At a barbeque last week many guests were denizens of the photo industry, some retired, some winding down, and some lost jobs to computer processing. Some cranking out imaging for later processing by computers, numbing creativity. And AI? It keeps getting better as computational operations re-invent themselves faster than we can.

While I felt at the mercy of this process, I held out hoping, really, that the innate ability of humans to appreciate essence, the moment, to perceive as only humans can and express from that experience, would always distinguish our process from the computational process. The human process would always be superior, elegant , and unique.

2 things:

Our marketplace is being eroded by clients who only need so much quality. This is not new; at the frayed edge of our work we have often been displaced by a secretary, now an admin, who had a camera, now a cell phone, who could produce something that was "good enough." Apps and algorithms, freely available online, can do needed processing. You and I can see the difference but the immediacy and economy of the processes now available are more attractive. As such, our market has shrunk.

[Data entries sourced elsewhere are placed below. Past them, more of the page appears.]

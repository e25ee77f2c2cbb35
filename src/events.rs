// 11.0: every state change produces an event. used for audit trails and for
// notifying external systems. the EventPayload enum lists all event types.

use crate::tournament::{TournamentStatus, Transition};
use crate::transfer::TransferRef;
use crate::types::{Amount, Currency, Price, Quantity, Side, Timestamp, TokenAddress, TournamentId, TradeId, WalletId};
use crate::claim::ClaimStatus;
use serde::{Deserialize, Serialize};
use std::collections::VecDeque;

#[derive(Debug, Clone, Copy, PartialEq, Eq, PartialOrd, Ord, Serialize, Deserialize)]
pub struct EventId(pub u64);

#[derive(Debug, Clone, Serialize, Deserialize)]
pub struct Event {
    pub id: EventId,
    pub timestamp: Timestamp,
    pub payload: EventPayload,
}

impl Event {
    pub fn new(id: EventId, timestamp: Timestamp, payload: EventPayload) -> Self {
        Self {
            id,
            timestamp,
            payload,
        }
    }
}

#[derive(Debug, Clone, Serialize, Deserialize)]
pub enum EventPayload {
    // Tournament events
    TournamentCreated(TournamentCreatedEvent),
    TokenUniverseUpdated(TokenUniverseUpdatedEvent),
    TournamentTransitioned(TournamentTransitionedEvent),
    LeaderboardFrozen(LeaderboardFrozenEvent),
    TournamentSettled(TournamentSettledEvent),

    // Participant events
    ParticipantJoined(ParticipantJoinedEvent),
    TradeExecuted(TradeExecutedEvent),
    TradeRejected(TradeRejectedEvent),

    // Payout events
    PayoutLegPaid(PayoutLegPaidEvent),
    PayoutLegFailed(PayoutLegFailedEvent),
    ClaimReopened(ClaimReopenedEvent),

    // Defects
    ReconciliationFailed(ReconciliationFailedEvent),
}

#[derive(Debug, Clone, Serialize, Deserialize)]
pub struct TournamentCreatedEvent {
    pub tournament_id: TournamentId,
    pub name: String,
    pub start_time: Timestamp,
    pub end_time: Timestamp,
}

#[derive(Debug, Clone, Serialize, Deserialize)]
pub struct TokenUniverseUpdatedEvent {
    pub tournament_id: TournamentId,
    pub tokens: Vec<TokenAddress>,
}

#[derive(Debug, Clone, Serialize, Deserialize)]
pub struct TournamentTransitionedEvent {
    pub tournament_id: TournamentId,
    pub transition: Transition,
    pub from: TournamentStatus,
    pub to: TournamentStatus,
}

#[derive(Debug, Clone, Serialize, Deserialize)]
pub struct LeaderboardFrozenEvent {
    pub tournament_id: TournamentId,
    pub entries: usize,
    pub leader: Option<WalletId>,
}

#[derive(Debug, Clone, Serialize, Deserialize)]
pub struct TournamentSettledEvent {
    pub tournament_id: TournamentId,
    pub claims_created: usize,
    pub primary_total: Amount,
    pub bonus_total: Amount,
}

#[derive(Debug, Clone, Serialize, Deserialize)]
pub struct ParticipantJoinedEvent {
    pub tournament_id: TournamentId,
    pub wallet: WalletId,
    pub entry_currency: Currency,
    pub entry_fee: Amount,
}

#[derive(Debug, Clone, Serialize, Deserialize)]
pub struct TradeExecutedEvent {
    pub tournament_id: TournamentId,
    pub wallet: WalletId,
    pub trade_id: TradeId,
    pub token: TokenAddress,
    pub side: Side,
    pub quantity: Quantity,
    pub price: Price,
    pub new_cash_balance: Amount,
}

#[derive(Debug, Clone, Serialize, Deserialize)]
pub struct TradeRejectedEvent {
    pub tournament_id: TournamentId,
    pub wallet: WalletId,
    pub token: TokenAddress,
    pub side: Side,
    pub reason: String,
}

#[derive(Debug, Clone, Serialize, Deserialize)]
pub struct PayoutLegPaidEvent {
    pub tournament_id: TournamentId,
    pub wallet: WalletId,
    pub currency: Currency,
    pub amount: Amount,
    pub transfer_ref: TransferRef,
    pub attempts: u32,
    pub claim_status: ClaimStatus,
}

#[derive(Debug, Clone, Serialize, Deserialize)]
pub struct PayoutLegFailedEvent {
    pub tournament_id: TournamentId,
    pub wallet: WalletId,
    pub currency: Currency,
    pub amount: Amount,
    pub reason: String,
    pub retryable: bool,
    pub attempts: u32,
}

#[derive(Debug, Clone, Serialize, Deserialize)]
pub struct ClaimReopenedEvent {
    pub tournament_id: TournamentId,
    pub wallet: WalletId,
    pub status: ClaimStatus,
}

#[derive(Debug, Clone, Serialize, Deserialize)]
pub struct ReconciliationFailedEvent {
    pub tournament_id: TournamentId,
    pub wallet: WalletId,
    pub reason: String,
}

/// Bounded in-memory event log. Oldest events drop off past `capacity`.
#[derive(Debug)]
pub struct EventLog {
    events: VecDeque<Event>,
    next_id: u64,
    capacity: usize,
}

impl EventLog {
    pub fn new(capacity: usize) -> Self {
        Self {
            events: VecDeque::new(),
            next_id: 1,
            capacity,
        }
    }

    pub fn push(&mut self, timestamp: Timestamp, payload: EventPayload) -> EventId {
        let id = EventId(self.next_id);
        self.next_id += 1;
        self.events.push_back(Event::new(id, timestamp, payload));
        while self.events.len() > self.capacity {
            self.events.pop_front();
        }
        id
    }

    pub fn recent(&self, count: usize) -> Vec<Event> {
        let start = self.events.len().saturating_sub(count);
        self.events.iter().skip(start).cloned().collect()
    }

    pub fn all(&self) -> Vec<Event> {
        self.events.iter().cloned().collect()
    }

    pub fn len(&self) -> usize {
        self.events.len()
    }

    pub fn is_empty(&self) -> bool {
        self.events.is_empty()
    }
}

I recently read a novel by Berkeley's Ursula K. LeGuin, the Dispossessed, where a physicist expressed a model where a rock was thrown at a wall. Each time it was thrown it could only reach halfway. Thrown again, it reached halfway, rinse and repeat. While it never actually reaches the wall it gets really, really close. This is Zeno's Paradox. For many purposes, that was good enough. Does AI get us halfway "there" and where will "there" be after innumerable iterations?

•••

I recall back in the 90s when computational processes were rapidly being applied to imaging and image processing and delivery. A mentor, at the end of his career, said and I paraphrase: "I won’t have to deal with this. Now it is in your hands." I think that we did it ably and sustained out craft.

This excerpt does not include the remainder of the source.